In an appeal to “fair-minded people of every party” both in Colorado and across the country, Bennet hoped they would support former VP Joe Biden, “who actually believes in the rule of law and believes in our democracy. That seems to me like a threshold question for somebody to be the president and I think Donald Trump has disqualified himself.”

If a new justice is approved before the election and the court has to rule on a disputed contest, he or she, in Bennet’s opinion, “should recuse themselves.” 

While the state’s senior senator opposes a vote on filling the Supreme Court seat before the election, the Republican junior senator, Cory Gardner said he’d vote for a “qualified” Trump nominee.

"When a President exercises constitutional authority to nominate a judge for the Supreme Court vacancy, the Senate must decide how to best fulfill its constitutional duty of advice and consent," said Gardner’s statement earlier in the week. "I have and will continue to support judicial nominees who will protect our Constitution, not legislate from the bench, and uphold the law.”

As of the time this story was published, Gardner had not responded to a request to appear on Colorado Matters to discuss the Supreme Court controversy.  

Angered by Trump’s push for a quick vote, some Democrats have said if the party regains the majority in the Senate, and Biden is elected, they’ll push to increase the number of justices — a practice known as “packing” the court.

When asked, Bennet refused to take a stand on that idea.

“Right now, the number one job before us is winning this election and then we're going to have to have a discussion about all kinds of things but until then it's pointless to have the conversation.” 
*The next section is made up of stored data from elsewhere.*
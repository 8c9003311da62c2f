// Tools and the tool registry
//
// A Tool is one named capability the model may call: a description, a JSON
// schema for its arguments and an async body. The ToolRegistry owns the
// tools offered for a conversation, keeps them in registration order (which
// is the order definitions are shown to the model) and dispatches calls by
// name after checking the arguments against the schema's required keys.
//
// Tool bodies report one of three outcomes. Rejections are shown to the
// model verbatim; internal failures are logged and reach the model only as
// a generic message.

use std::collections::HashMap;
use std::sync::Arc;

use async_trait::async_trait;
use serde_json::{Map, Value};
use tracing::error;

use crate::error::{RegistryError, ToolError};
use crate::tool_types::ToolDefinition;
use crate::toolkits::Toolkit;
use crate::traits::ToolExecutor;

// ============================================================================
// ToolOutcome
// ============================================================================

/// What a tool body produced
#[derive(Debug)]
pub enum ToolOutcome {
    /// Value handed back to the model
    Output(Value),
    /// The tool refused or failed in a way the model can act on
    /// ("index not found", "division by zero")
    Rejected(String),
    /// Transport, credential or other infrastructure failure
    Internal(anyhow::Error),
}

impl ToolOutcome {
    pub fn output(value: impl Into<Value>) -> Self {
        ToolOutcome::Output(value.into())
    }

    pub fn rejected(message: impl Into<String>) -> Self {
        ToolOutcome::Rejected(message.into())
    }

    pub fn internal(error: impl Into<anyhow::Error>) -> Self {
        ToolOutcome::Internal(error.into())
    }

    pub fn is_output(&self) -> bool {
        matches!(self, ToolOutcome::Output(_))
    }

    /// Map onto the registry's error type, logging internal failures
    pub fn into_result(self, tool_name: &str) -> Result<Value, ToolError> {
        match self {
            ToolOutcome::Output(value) => Ok(value),
            ToolOutcome::Rejected(message) => Err(ToolError::Execution(message)),
            ToolOutcome::Internal(err) => {
                error!(tool_name = %tool_name, error = ?err, "Tool failed internally");
                Err(ToolError::Internal(format!("{err:#}")))
            }
        }
    }
}

// ============================================================================
// Tool
// ============================================================================

/// A capability the model can invoke by name.
///
/// ```ignore
/// struct Clock;
///
/// #[async_trait]
/// impl Tool for Clock {
///     fn name(&self) -> &str { "utc_now" }
///     fn description(&self) -> &str { "Current UTC time, RFC 3339" }
///     fn parameters_schema(&self) -> Value { json!({"type": "object", "properties": {}}) }
///     async fn execute(&self, _args: Value) -> ToolOutcome {
///         ToolOutcome::output(chrono::Utc::now().to_rfc3339())
///     }
/// }
/// ```
#[async_trait]
pub trait Tool: Send + Sync {
    /// Name the model calls the tool by; unique within a registry
    fn name(&self) -> &str;

    fn description(&self) -> &str;

    /// JSON schema of the argument object
    fn parameters_schema(&self) -> Value;

    /// Run the tool. `arguments` is always an object holding every key the
    /// schema lists as required.
    async fn execute(&self, arguments: Value) -> ToolOutcome;

    fn to_definition(&self) -> ToolDefinition {
        ToolDefinition::new(self.name(), self.description(), self.parameters_schema())
    }
}

// ============================================================================
// ToolRegistry
// ============================================================================

/// Ordered set of uniquely named tools.
///
/// ```ignore
/// let registry = ToolRegistry::builder()
///     .tool(retriever)
///     .toolkit(&functions)
///     .build()?;
/// ```
#[derive(Default, Clone)]
pub struct ToolRegistry {
    tools: Vec<Arc<dyn Tool>>,
    by_name: HashMap<String, usize>,
}

impl ToolRegistry {
    pub fn new() -> Self {
        Self::default()
    }

    /// Add a tool; a second tool with the same name is rejected
    pub fn register(&mut self, tool: impl Tool + 'static) -> Result<(), RegistryError> {
        self.register_arc(Arc::new(tool))
    }

    pub fn register_boxed(&mut self, tool: Box<dyn Tool>) -> Result<(), RegistryError> {
        self.register_arc(Arc::from(tool))
    }

    pub fn register_arc(&mut self, tool: Arc<dyn Tool>) -> Result<(), RegistryError> {
        let name = tool.name().to_string();
        if self.by_name.contains_key(&name) {
            return Err(RegistryError::DuplicateTool(name));
        }
        self.by_name.insert(name, self.tools.len());
        self.tools.push(tool);
        Ok(())
    }

    /// Add every tool a toolkit produces, keeping the toolkit's order.
    ///
    /// Stops at the first duplicate; tools registered before it stay.
    pub fn register_toolkit(&mut self, toolkit: &dyn Toolkit) -> Result<(), RegistryError> {
        toolkit
            .tools()
            .into_iter()
            .try_for_each(|tool| self.register_arc(tool))
    }

    pub fn get(&self, name: &str) -> Option<&Arc<dyn Tool>> {
        self.by_name.get(name).map(|&i| &self.tools[i])
    }

    pub fn has(&self, name: &str) -> bool {
        self.by_name.contains_key(name)
    }

    pub fn len(&self) -> usize {
        self.tools.len()
    }

    pub fn is_empty(&self) -> bool {
        self.tools.is_empty()
    }

    /// Names in registration order
    pub fn tool_names(&self) -> Vec<&str> {
        self.tools.iter().map(|t| t.name()).collect()
    }

    pub fn list(&self) -> &[Arc<dyn Tool>] {
        &self.tools
    }

    pub fn builder() -> ToolRegistryBuilder {
        ToolRegistryBuilder::default()
    }
}

impl std::fmt::Debug for ToolRegistry {
    fn fmt(&self, f: &mut std::fmt::Formatter<'_>) -> std::fmt::Result {
        f.debug_list().entries(self.tool_names()).finish()
    }
}

#[async_trait]
impl ToolExecutor for ToolRegistry {
    fn tool_definitions(&self) -> Vec<ToolDefinition> {
        self.tools.iter().map(|t| t.to_definition()).collect()
    }

    async fn invoke(&self, name: &str, arguments: &Value) -> Result<Value, ToolError> {
        let Some(tool) = self.get(name) else {
            return Err(ToolError::UnknownTool(name.to_string()));
        };

        let arguments = checked_arguments(&tool.to_definition(), arguments)?;
        tool.execute(Value::Object(arguments)).await.into_result(name)
    }
}

/// Normalise `arguments` to an object holding every required key.
///
/// A missing argument payload (`null`) counts as `{}`.
fn checked_arguments(
    definition: &ToolDefinition,
    arguments: &Value,
) -> Result<Map<String, Value>, ToolError> {
    let object = match arguments {
        Value::Object(map) => map.clone(),
        Value::Null => Map::new(),
        Value::String(_) => {
            return Err(ToolError::malformed(
                &definition.name,
                "expected a JSON object, got string",
            ))
        }
        Value::Array(_) => {
            return Err(ToolError::malformed(
                &definition.name,
                "expected a JSON object, got array",
            ))
        }
        Value::Bool(_) | Value::Number(_) => {
            return Err(ToolError::malformed(
                &definition.name,
                "expected a JSON object, got scalar",
            ))
        }
    };

    if let Some(missing) = definition
        .required_parameters()
        .into_iter()
        .find(|key| !object.contains_key(*key))
    {
        return Err(ToolError::malformed(
            &definition.name,
            format!("missing required argument '{missing}'"),
        ));
    }

    Ok(object)
}

// ============================================================================
// ToolRegistryBuilder
// ============================================================================

/// Chained registration; `build` reports the first duplicate, if any
#[derive(Default)]
pub struct ToolRegistryBuilder {
    registry: ToolRegistry,
    first_error: Option<RegistryError>,
}

impl ToolRegistryBuilder {
    pub fn new() -> Self {
        Self::default()
    }

    pub fn tool(self, tool: impl Tool + 'static) -> Self {
        self.tool_arc(Arc::new(tool))
    }

    pub fn tool_arc(mut self, tool: Arc<dyn Tool>) -> Self {
        let result = self.registry.register_arc(tool);
        self.keep_first(result)
    }

    pub fn toolkit(mut self, toolkit: &dyn Toolkit) -> Self {
        let result = self.registry.register_toolkit(toolkit);
        self.keep_first(result)
    }

    pub fn build(self) -> Result<ToolRegistry, RegistryError> {
        match self.first_error {
            Some(err) => Err(err),
            None => Ok(self.registry),
        }
    }

    fn keep_first(mut self, result: Result<(), RegistryError>) -> Self {
        if let Err(err) = result {
            self.first_error.get_or_insert(err);
        }
        self
    }
}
The struggle over Supreme Court nominees began almost a decade ago, in 2013, when Democrats invoked the so-called “nuclear option” and lowered the threshold for approval of federal judges, other than those on the Supreme Court, to a simple majority. In 2016, Republicans blocked President Barack Obama’s nomination of Merrick Garland to the Supreme Court, arguing that it came too close to the election — an argument ignored now amid cries of hypocrisy. Senate Republicans then paved the way to confirm Coloradan Neil Gorsuch to the court in 2017 by eliminating the filibuster and changing the threshold to 51 votes.

Bennet lamented that both parties are complicit in the destruction of the Senate’s advise and consent responsibilities for the courts. He then turned his ire on the Senate Majority Leader.

“What Mitch McConnell has done here is so reprehensible because he did not allow Merrick Garland to come for a vote saying that the people had to decide, and that was 340 days or so before an election,” Bennet said. “Here we’re 40 days before an election and he's pushing through the Supreme Court  (nomination), so it's exactly the opposite of what he did (in 2016). And I would hope Democrats wouldn't do the same.”